Dodecameric assembly. (A) A dimer building block of hDNPEP. (B) Surface representation of the arrangement of six dimers into a tetrahedron. The dimer building block, each coloured differently, is delineated by a red dotted line. The black-dotted line indicates the monomer-monomer interface within a dimer. Each dimer sits diagonally on six faces of a cubic box that encases the tetrahedron (red line, inset). Asterisks indicate positions of the narrow (yellow) and wide (blue) channels, which are located at 3-fold axes (arrow). (C) The openings of the narrow (top) and wide (bottom) channels. (D) Electron micrograph of negatively stained hDNPEP. (E) Examples of 2D classification images with a view down the wide channel, the 3-fold symmetry imposed in the right panel. (F) Fitting of hDNPEP crystal structure onto the 2D projection.

Figure 3

Architecture of wide (top) and narrow (bottom) channels. (A) Electrostatic surface of the wide channel with yellow line indicating the 28-Å route connecting the exterior and the central chamber. (B) Details of residues lining the wide channel, showing only one set of residues from one dimer. (C) Electrostatic surface along the 33-Å length of the narrow channel. (D) Details of residues lining the narrow channel.
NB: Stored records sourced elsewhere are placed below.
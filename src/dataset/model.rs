//! Dataset-level annotation types.
//!
//! These are the two artifacts a conversion run produces: the
//! [`ClassMapping`] (label to dense class index) and the
//! [`DatasetAnnotations`] (one [`FileAnnotation`] per non-empty label-graph
//! file). Field order of the serde structs is the on-disk field order.

use serde::{Deserialize, Serialize};
use std::collections::{BTreeMap, BTreeSet};

use crate::lg::{AnnotatedObject, BBox};

/// Default `source` tag written into the annotations artifact.
pub const DEFAULT_SOURCE: &str = "OffHME CROHME Training Set";

/// Dense mapping from label string to class index.
///
/// Indices start at 1 and follow lexicographic label order; index 0 is left
/// free for a detector's background class. Serialized as a JSON object with
/// sorted keys.
#[derive(Clone, Debug, Default, PartialEq, Eq, Serialize, Deserialize)]
#[serde(transparent)]
pub struct ClassMapping {
    classes: BTreeMap<String, u32>,
}

impl ClassMapping {
    /// Builds the mapping from every label observed (duplicates allowed).
    pub fn from_labels<I, S>(labels: I) -> Self
    where
        I: IntoIterator<Item = S>,
        S: Into<String>,
    {
        let unique: BTreeSet<String> = labels.into_iter().map(Into::into).collect();
        let classes = unique
            .into_iter()
            .enumerate()
            .map(|(idx, label)| (label, (idx + 1) as u32))
            .collect();
        Self { classes }
    }

    /// Returns the class index of `label`, if it is known.
    pub fn index_of(&self, label: &str) -> Option<u32> {
        self.classes.get(label).copied()
    }

    pub fn len(&self) -> usize {
        self.classes.len()
    }

    pub fn is_empty(&self) -> bool {
        self.classes.is_empty()
    }

    /// Iterates `(label, index)` pairs in label order.
    pub fn iter(&self) -> impl Iterator<Item = (&str, u32)> {
        self.classes.iter().map(|(label, idx)| (label.as_str(), *idx))
    }
}

/// The annotations extracted from one label-graph file.
///
/// `boxes[i]` belongs to `labels[i]`.
#[derive(Clone, Debug, PartialEq, Serialize, Deserialize)]
pub struct FileAnnotation {
    /// Label-graph filename without its extension.
    pub file_id: String,

    /// Expected image filename (`file_id` + `.png`).
    pub image_name: String,

    /// One `[xmin, ymin, xmax, ymax]` box per object.
    pub boxes: Vec<BBox>,

    /// One class label per object.
    pub labels: Vec<String>,
}

impl FileAnnotation {
    /// Builds a file annotation from extracted objects, keeping their order.
    pub fn from_objects(
        file_id: impl Into<String>,
        image_name: impl Into<String>,
        objects: &[AnnotatedObject],
    ) -> Self {
        let (boxes, labels): (Vec<BBox>, Vec<String>) = objects
            .iter()
            .map(|obj| (obj.bbox, obj.label.clone()))
            .unzip();
        Self {
            file_id: file_id.into(),
            image_name: image_name.into(),
            boxes,
            labels,
        }
    }

    /// Number of annotated objects.
    pub fn len(&self) -> usize {
        self.boxes.len()
    }

    pub fn is_empty(&self) -> bool {
        self.boxes.is_empty()
    }
}

/// Every non-empty file annotation of a dataset, in scan order.
#[derive(Clone, Debug, PartialEq, Serialize, Deserialize)]
pub struct DatasetAnnotations {
    /// Free-form tag naming the data source.
    pub source: String,

    pub annotations: Vec<FileAnnotation>,
}

impl DatasetAnnotations {
    /// Creates an empty collection with the given source tag.
    pub fn new(source: impl Into<String>) -> Self {
        Self {
            source: source.into(),
            annotations: Vec::new(),
        }
    }

    /// Total number of objects over all files.
    pub fn object_count(&self) -> usize {
        self.annotations.iter().map(FileAnnotation::len).sum()
    }
}

impl Default for DatasetAnnotations {
    fn default() -> Self {
        Self::new(DEFAULT_SOURCE)
    }
}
Bound glycerol (GOL) and magnesium (Mg) molecules are shown in stick and sphere, respectively.

Figure 4

Active site of hDNPEP. (A) |F_O|- |F_c| omit map contoured at 3σ for zinc ions and ABH molecules. (B) Insertion of the β8-β9 loop from the neighboring subunit (magenta) completes the active site construction. Bonding interactions at (C) the binuclear metal catalytic centre and (D) the P1 substrate pocket in the hDNPEP structure. (E) Proposed catalytic mechanism for hDNPEP. The substrate peptide N-terminus is shown in both amine and its protonated form, which can engage in different interactions.

Figure 5

Structural comparison of the P1 pockets in hDNPEP and bacterial M18 members. (A-C) Three bacterial M18 AP structures (PDB ids in brackets) are superimposed onto hDNPEP, with particular focus on the P1 substrate pocket. This highlights variations not only in shape but also residue compositions for the P1 pocket, and may be correlated with different substrate specificities and enzyme activities among M18 enzymes. (D) A structure-based sequence alignment shows no conservation of four key residues of the hDNPEP P1 pocket among the bacterial M18 enzymes, in particular Lys374 likely to be a determinant for acidic amino acid preference.